Abstract: This paper tests whether the continuous component of an observable candidate factor is in the space spanned by the counterparts of latent common factors with high-frequency financial data. We introduce two identification strategies corresponding to two types of regressions: the regressions of intraday asset returns on the estimated factors and the candidate, and the regression of the candidate factor on the estimated ones.
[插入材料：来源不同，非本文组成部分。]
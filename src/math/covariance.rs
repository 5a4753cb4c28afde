use std::cmp::Ordering;
use std::fmt::Debug;

use itertools::Itertools;
use nalgebra as na;
use thiserror::Error;

/// Errors raised while turning a covariance matrix into a shape matrix.
///
/// The offending matrix is carried as text so it can be reported whatever the scalar type.
#[derive(Debug, Error, PartialEq)]
pub enum CovarianceError {
    #[error("Covariance matrix contains NaN or infinite values:{matrix}")]
    NonFinite { matrix: String },

    #[error("Covariance matrix is not symmetric:{matrix}")]
    NotSymmetric { matrix: String },

    #[error("Eigen-decomposition of the covariance matrix did not converge:{matrix}")]
    NotDecomposable { matrix: String },

    #[error(
        "Covariance matrix is not positive semi-definite, smallest eigenvalue is {min_eigenvalue}:{matrix}"
    )]
    NotPositiveSemiDefinite { matrix: String, min_eigenvalue: f64 },

    #[error("Confidence interval must be a positive number of standard deviations, got {0}")]
    InvalidConfidence(f64),
}

/// A symmetric positive semi-definite `D x D` matrix that can be factored into a shape matrix.
///
/// The shape matrix `U` has the covariance eigenvectors as columns, each scaled by
/// `sqrt(eigenvalue) * confidence_stds`, so that `U * U^T = confidence_stds^2 * C` and unit
/// circle/sphere samples map onto the confidence ellipse/ellipsoid.
pub trait CovarianceFactor<F: na::RealField + Copy, const D: usize>: Debug {
    /// The covariance as a plain matrix.
    fn as_matrix(&self) -> na::SMatrix<F, D, D>;

    /// Eigenvalues and column eigenvectors, `None` if the solver did not converge.
    fn eigen_decomposition(&self) -> Option<(na::SVector<F, D>, na::SMatrix<F, D, D>)>;

    /// Factors the covariance into a shape matrix spanning `confidence_stds` standard
    /// deviations. Columns are ordered by ascending eigenvalue.
    fn shape_matrix(&self, confidence_stds: F) -> Result<na::SMatrix<F, D, D>, CovarianceError> {
        let matrix = self.as_matrix();
        check_covariance_conditions(&matrix, confidence_stds)?;

        let (eigenvalues, eigenvectors) =
            self.eigen_decomposition()
                .ok_or_else(|| CovarianceError::NotDecomposable {
                    matrix: format!("{}", matrix),
                })?;

        shape_from_eigen(&eigenvalues, &eigenvectors, confidence_stds).map_err(|e| match e {
            CovarianceError::NotPositiveSemiDefinite { min_eigenvalue, .. } => {
                log::debug!("rejecting covariance with eigenvalue {}", min_eigenvalue);
                CovarianceError::NotPositiveSemiDefinite {
                    matrix: format!("{}", matrix),
                    min_eigenvalue,
                }
            }
            other => other,
        })
    }
}

impl<F: na::RealField + Copy> CovarianceFactor<F, 2> for na::Matrix2<F> {
    fn as_matrix(&self) -> na::Matrix2<F> {
        *self
    }

    fn eigen_decomposition(&self) -> Option<(na::Vector2<F>, na::Matrix2<F>)> {
        (*self)
            .try_symmetric_eigen(F::default_epsilon(), 0)
            .map(|eigen| (eigen.eigenvalues, eigen.eigenvectors))
    }
}

impl<F: na::RealField + Copy> CovarianceFactor<F, 3> for na::Matrix3<F> {
    fn as_matrix(&self) -> na::Matrix3<F> {
        *self
    }

    fn eigen_decomposition(&self) -> Option<(na::Vector3<F>, na::Matrix3<F>)> {
        (*self)
            .try_symmetric_eigen(F::default_epsilon(), 0)
            .map(|eigen| (eigen.eigenvalues, eigen.eigenvectors))
    }
}

/// Builds a shape matrix from an eigen-decomposition computed elsewhere.
///
/// Non-finite eigenvalues or eigenvectors are rejected. Eigenvalues slightly below zero (within
/// numerical tolerance) are clamped to zero, anything more negative is rejected.
pub fn shape_from_eigen<F: na::RealField + Copy, const D: usize>(
    eigenvalues: &na::SVector<F, D>,
    eigenvectors: &na::SMatrix<F, D, D>,
    confidence_stds: F,
) -> Result<na::SMatrix<F, D, D>, CovarianceError> {
    if !confidence_stds.is_finite() || confidence_stds <= F::zero() {
        return Err(CovarianceError::InvalidConfidence(
            confidence_stds.to_subset_unchecked(),
        ));
    }

    if eigenvalues.iter().chain(eigenvectors.iter()).any(|x| !x.is_finite()) {
        return Err(CovarianceError::NonFinite {
            matrix: format!("{}{}", eigenvalues, eigenvectors),
        });
    }

    let tolerance = tolerance(eigenvalues.iter().copied());
    if let Some(min) = eigenvalues
        .iter()
        .copied()
        .min_by(|a, b| a.partial_cmp(b).unwrap_or(Ordering::Equal))
    {
        if min < -tolerance {
            let matrix =
                eigenvectors * na::SMatrix::from_diagonal(eigenvalues) * eigenvectors.transpose();
            return Err(CovarianceError::NotPositiveSemiDefinite {
                matrix: format!("{}", matrix),
                min_eigenvalue: min.to_subset_unchecked(),
            });
        }
    }

    let order = (0..D)
        .sorted_by(|&a, &b| {
            eigenvalues[a]
                .partial_cmp(&eigenvalues[b])
                .unwrap_or(Ordering::Equal)
        })
        .collect_vec();

    Ok(na::SMatrix::<F, D, D>::from_fn(|row, col| {
        let k = order[col];
        eigenvectors[(row, k)] * eigenvalues[k].max(F::zero()).sqrt() * confidence_stds
    }))
}

pub(crate) fn check_covariance_conditions<F: na::RealField + Copy, const D: usize>(
    matrix: &na::SMatrix<F, D, D>,
    confidence_stds: F,
) -> Result<(), CovarianceError> {
    if !confidence_stds.is_finite() || confidence_stds <= F::zero() {
        return Err(CovarianceError::InvalidConfidence(
            confidence_stds.to_subset_unchecked(),
        ));
    }

    if matrix.iter().any(|x| !x.is_finite()) {
        return Err(CovarianceError::NonFinite {
            matrix: format!("{}", matrix),
        });
    }

    let tolerance = tolerance(matrix.iter().copied());
    let asymmetric = (0..D)
        .tuple_combinations()
        .any(|(i, j)| (matrix[(i, j)] - matrix[(j, i)]).abs() > tolerance);
    if asymmetric {
        return Err(CovarianceError::NotSymmetric {
            matrix: format!("{}", matrix),
        });
    }

    Ok(())
}

/// Absolute tolerance relative to the largest magnitude among `values`, never below
/// `sqrt(eps)`.
fn tolerance<F: na::RealField + Copy>(values: impl Iterator<Item = F>) -> F {
    let scale = values.fold(F::one(), |acc, x| acc.max(x.abs()));
    F::default_epsilon().sqrt() * scale
}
We construct the test statistics by adding randomness to the statistics obtained from residuals of the regressions, and demonstrate the consistency of the novel randomized tests. Simulations are conducted to evaluate the performance of the tests in finite samples. We also perform empirical applications to identify the relationships between some candidate factors and the latent ones, and further use the factors selected by the tests for portfolio allocation.
论文链接:Identifying latent factors based on high-frequency data - ScienceDirect
教师简介
张传海,现任中南财经政法大学金融学院讲师。研究兴趣主要包括金融市场,金融计量,金融风险管理,金融科技和大数据等。在《经济研究》,《系统工程理论与实践》,《Journal of Econometrics》,《Quantitative Finance》以及《Pacific-Basin Finance Journal》等国内外期刊上发表文章近10篇。主持并参与多项国家自然科学基金、国家社会科学基金以及教育部人文社会科学研究基金等研究项目。